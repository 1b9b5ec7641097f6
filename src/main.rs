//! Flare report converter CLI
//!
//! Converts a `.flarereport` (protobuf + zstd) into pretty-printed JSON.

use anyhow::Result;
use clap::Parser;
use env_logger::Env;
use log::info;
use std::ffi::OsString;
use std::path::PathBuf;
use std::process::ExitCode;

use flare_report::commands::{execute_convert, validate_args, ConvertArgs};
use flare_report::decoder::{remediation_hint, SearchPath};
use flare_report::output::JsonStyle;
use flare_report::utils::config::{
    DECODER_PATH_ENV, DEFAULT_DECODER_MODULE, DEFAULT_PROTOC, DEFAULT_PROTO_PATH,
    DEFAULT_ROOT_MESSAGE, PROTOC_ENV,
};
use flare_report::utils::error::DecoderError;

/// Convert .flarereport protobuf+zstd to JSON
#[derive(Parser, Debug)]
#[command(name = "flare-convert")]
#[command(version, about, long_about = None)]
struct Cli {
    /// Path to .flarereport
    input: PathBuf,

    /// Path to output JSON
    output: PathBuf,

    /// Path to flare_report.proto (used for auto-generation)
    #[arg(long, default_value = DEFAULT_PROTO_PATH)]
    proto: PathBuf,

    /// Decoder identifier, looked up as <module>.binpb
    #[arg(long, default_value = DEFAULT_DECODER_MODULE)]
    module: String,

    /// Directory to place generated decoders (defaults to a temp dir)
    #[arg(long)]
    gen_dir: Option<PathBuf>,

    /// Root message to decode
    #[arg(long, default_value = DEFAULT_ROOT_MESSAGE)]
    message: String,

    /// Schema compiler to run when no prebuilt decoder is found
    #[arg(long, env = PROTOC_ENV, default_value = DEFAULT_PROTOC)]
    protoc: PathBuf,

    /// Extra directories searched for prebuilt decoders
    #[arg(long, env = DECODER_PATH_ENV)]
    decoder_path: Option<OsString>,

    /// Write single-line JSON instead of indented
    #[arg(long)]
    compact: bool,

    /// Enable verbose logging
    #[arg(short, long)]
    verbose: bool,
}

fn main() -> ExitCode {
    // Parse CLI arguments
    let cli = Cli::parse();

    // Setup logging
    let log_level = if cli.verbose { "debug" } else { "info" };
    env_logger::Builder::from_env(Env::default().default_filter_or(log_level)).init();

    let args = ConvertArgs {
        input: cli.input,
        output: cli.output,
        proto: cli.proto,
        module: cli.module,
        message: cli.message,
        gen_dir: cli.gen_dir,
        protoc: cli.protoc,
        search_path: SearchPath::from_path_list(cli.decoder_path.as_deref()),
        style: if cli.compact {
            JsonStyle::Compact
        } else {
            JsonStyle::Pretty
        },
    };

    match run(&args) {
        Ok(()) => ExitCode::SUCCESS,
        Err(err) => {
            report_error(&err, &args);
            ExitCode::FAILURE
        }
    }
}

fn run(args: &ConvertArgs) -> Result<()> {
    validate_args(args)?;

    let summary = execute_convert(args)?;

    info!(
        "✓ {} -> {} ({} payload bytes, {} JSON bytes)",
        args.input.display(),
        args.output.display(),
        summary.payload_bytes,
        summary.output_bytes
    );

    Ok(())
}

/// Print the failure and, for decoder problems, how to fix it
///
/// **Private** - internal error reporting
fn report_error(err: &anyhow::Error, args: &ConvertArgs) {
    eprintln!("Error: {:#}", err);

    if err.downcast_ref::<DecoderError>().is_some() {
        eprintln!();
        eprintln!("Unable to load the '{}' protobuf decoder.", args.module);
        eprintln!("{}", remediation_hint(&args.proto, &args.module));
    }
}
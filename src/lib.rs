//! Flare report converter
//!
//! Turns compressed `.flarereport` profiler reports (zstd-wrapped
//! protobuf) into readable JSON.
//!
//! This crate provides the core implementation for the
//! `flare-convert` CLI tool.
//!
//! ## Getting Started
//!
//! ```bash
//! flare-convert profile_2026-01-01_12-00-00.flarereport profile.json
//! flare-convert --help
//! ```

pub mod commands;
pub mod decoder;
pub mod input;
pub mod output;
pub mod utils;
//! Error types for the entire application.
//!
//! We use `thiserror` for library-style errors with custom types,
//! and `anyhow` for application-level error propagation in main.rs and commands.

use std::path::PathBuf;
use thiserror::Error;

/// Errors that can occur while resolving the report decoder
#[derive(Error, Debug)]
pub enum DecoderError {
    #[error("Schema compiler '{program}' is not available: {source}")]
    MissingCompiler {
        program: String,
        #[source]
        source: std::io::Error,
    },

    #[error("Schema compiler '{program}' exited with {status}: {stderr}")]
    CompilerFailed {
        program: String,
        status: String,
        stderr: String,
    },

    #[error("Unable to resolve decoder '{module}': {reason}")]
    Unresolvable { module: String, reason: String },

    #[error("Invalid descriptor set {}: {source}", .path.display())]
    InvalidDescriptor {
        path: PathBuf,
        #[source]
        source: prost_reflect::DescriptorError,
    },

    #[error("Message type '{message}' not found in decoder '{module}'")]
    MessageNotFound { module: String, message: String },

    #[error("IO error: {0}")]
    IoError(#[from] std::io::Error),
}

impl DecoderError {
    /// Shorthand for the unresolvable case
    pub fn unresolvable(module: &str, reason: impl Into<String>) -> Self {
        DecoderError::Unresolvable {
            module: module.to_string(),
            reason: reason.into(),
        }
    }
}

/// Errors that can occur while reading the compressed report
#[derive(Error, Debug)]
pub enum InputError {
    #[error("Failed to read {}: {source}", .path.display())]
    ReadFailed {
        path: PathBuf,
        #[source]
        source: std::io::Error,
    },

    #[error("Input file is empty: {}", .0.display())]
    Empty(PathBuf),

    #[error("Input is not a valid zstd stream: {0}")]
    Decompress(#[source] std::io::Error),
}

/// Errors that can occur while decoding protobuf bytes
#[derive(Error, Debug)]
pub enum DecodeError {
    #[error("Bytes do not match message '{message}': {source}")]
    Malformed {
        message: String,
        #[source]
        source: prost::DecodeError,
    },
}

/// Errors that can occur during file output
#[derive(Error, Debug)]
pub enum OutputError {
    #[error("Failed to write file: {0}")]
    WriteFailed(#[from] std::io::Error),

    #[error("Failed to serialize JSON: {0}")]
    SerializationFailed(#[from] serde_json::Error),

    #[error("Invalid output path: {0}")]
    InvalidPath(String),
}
---------------
- Task goal
Word for word, retype all of the material.

- Written response
repository 1b9b5ec7641097f6
filename src/main.rs
//! Flare report converter CLI
//!
//! Converts a `.flarereport` (protobuf + zstd) into pretty-printed JSON.

use anyhow::Result;
use clap::Parser;
use env_logger::Env;
use log::info;
use std::ffi::OsString;
use std::path::PathBuf;
use std::process::ExitCode;

use flare_report::commands::{execute_convert, validate_args, ConvertArgs};
use flare_report::decoder::{remediation_hint, SearchPath};
use flare_report::output::JsonStyle;
use flare_report::utils::config::{
    DECODER_PATH_ENV, DEFAULT_DECODER_MODULE, DEFAULT_PROTOC, DEFAULT_PROTO_PATH,
    DEFAULT_ROOT_MESSAGE, PROTOC_ENV,
};
use flare_report::utils::error::DecoderError;

/// Convert .flarereport protobuf+zstd to JSON
#[derive(Parser, Debug)]
#[command(name = "flare-convert")]
#[command(version, about, long_about = None)]
struct Cli {
    /// Path to .flarereport
    input: PathBuf,

    /// Path to output JSON
    output: PathBuf,

    /// Path to flare_report.proto (used for auto-generation)
    #[arg(long, default_value = DEFAULT_PROTO_PATH)]
    proto: PathBuf,

    /// Decoder identifier, looked up as <module>.binpb
    #[arg(long, default_value = DEFAULT_DECODER_MODULE)]
    module: String,

    /// Directory to place generated decoders (defaults to a temp dir)
    #[arg(long)]
    gen_dir: Option<PathBuf>,

    /// Root message to decode
    #[arg(long, default_value = DEFAULT_ROOT_MESSAGE)]
    message: String,

    /// Schema compiler to run when no prebuilt decoder is found
    #[arg(long, env = PROTOC_ENV, default_value = DEFAULT_PROTOC)]
    protoc: PathBuf,

    /// Extra directories searched for prebuilt decoders
    #[arg(long, env = DECODER_PATH_ENV)]
    decoder_path: Option<OsString>,

    /// Write single-line JSON instead of indented
    #[arg(long)]
    compact: bool,

    /// Enable verbose logging
    #[arg(short, long)]
    verbose: bool,
}

fn main() -> ExitCode {
    // Parse CLI arguments
    let cli = Cli::parse();

    // Setup logging
    let log_level = if cli.verbose { "debug" } else { "info" };
    env_logger::Builder::from_env(Env::default().default_filter_or(log_level)).init();

    let args = ConvertArgs {
        input: cli.input,
        output: cli.output,
        proto: cli.proto,
        module: cli.module,
        message: cli.message,
        gen_dir: cli.gen_dir,
        protoc: cli.protoc,
        search_path: SearchPath::from_path_list(cli.decoder_path.as_deref()),
        style: if cli.compact {
            JsonStyle::Compact
        } else {
            JsonStyle::Pretty
        },
    };

    match run(&args) {
        Ok(()) => ExitCode::SUCCESS,
        Err(err) => {
            report_error(&err, &args);
            ExitCode::FAILURE
        }
    }
}

fn run(args: &ConvertArgs) -> Result<()> {
    validate_args(args)?;

    let summary = execute_convert(args)?;

    info!(
        "✓ {} -> {} ({} payload bytes, {} JSON bytes)",
        args.input.display(),
        args.output.display(),
        summary.payload_bytes,
        summary.output_bytes
    );

    Ok(())
}

/// Print the failure and, for decoder problems, how to fix it
///
/// **Private** - internal error reporting
fn report_error(err: &anyhow::Error, args: &ConvertArgs) {
    eprintln!("Error: {:#}", err);

    if err.downcast_ref::<DecoderError>().is_some() {
        eprintln!();
        eprintln!("Unable to load the '{}' protobuf decoder.", args.module);
        eprintln!("{}", remediation_hint(&args.proto, &args.module));
    }
}
filename src/lib.rs
//! Flare report converter
//!
//! Turns compressed `.flarereport` profiler reports (zstd-wrapped
//! protobuf) into readable JSON.
//!
//! This crate provides the core implementation for the
//! `flare-convert` CLI tool.
//!
//! ## Getting Started
//!
//! ```bash
//! flare-convert profile_2026-01-01_12-00-00.flarereport profile.json
//! flare-convert --help
//! ```

pub mod commands;
pub mod decoder;
pub mod input;
pub mod output;
pub mod utils;
//! Error types for the entire application.
//!
//! We use `thiserror` for library-style errors with custom types,
//! and `anyhow` for application-level error propagation in main.rs and commands.

use std::path::PathBuf;
use thiserror::Error;

/// Errors that can occur while resolving the report decoder
#[derive(Error, Debug)]
pub enum DecoderError {
    #[error("Schema compiler '{program}' is not available: {source}")]
    MissingCompiler {
        program: String,
        #[source]
        source: std::io::Error,
    },

    #[error("Schema compiler '{program}' exited with {status}: {stderr}")]
    CompilerFailed {
        program: String,
        status: String,
        stderr: String,
    },

    #[error("Unable to resolve decoder '{module}': {reason}")]
    Unresolvable { module: String, reason: String },

    #[error("Invalid descriptor set {}: {source}", .path.display())]
    InvalidDescriptor {
        path: PathBuf,
        #[source]
        source: prost_reflect::DescriptorError,
    },

    #[error("Message type '{message}' not found in decoder '{module}'")]
    MessageNotFound { module: String, message: String },

    #[error("IO error: {0}")]
    IoError(#[from] std::io::Error),
}

impl DecoderError {
    /// Shorthand for the unresolvable case
    pub fn unresolvable(module: &str, reason: impl Into<String>) -> Self {
        DecoderError::Unresolvable {
            module: module.to_string(),
            reason: reason.into(),
        }
    }
}

/// Errors that can occur while reading the compressed report
#[derive(Error, Debug)]
pub enum InputError {
    #[error("Failed to read {}: {source}", .path.display())]
    ReadFailed {
        path: PathBuf,
        #[source]
        source: std::io::Error,
    },

    #[error("Input file is empty: {}", .0.display())]
    Empty(PathBuf),

    #[error("Input is not a valid zstd stream: {0}")]
    Decompress(#[source] std::io::Error),
}

/// Errors that can occur while decoding protobuf bytes
#[derive(Error, Debug)]
pub enum DecodeError {
    #[error("Bytes do not match message '{message}': {source}")]
    Malformed {
        message: String,
        #[source]
        source: prost::DecodeError,
    },
}

/// Errors that can occur during file output
#[derive(Error, Debug)]
pub enum OutputError {
    #[error("Failed to write file: {0}")]
    WriteFailed(#[from] std::io::Error),

    #[error("Failed to serialize JSON: {0}")]
    SerializationFailed(#[from] serde_json::Error),

    #[error("Invalid output path: {0}")]
    InvalidPath(String),
}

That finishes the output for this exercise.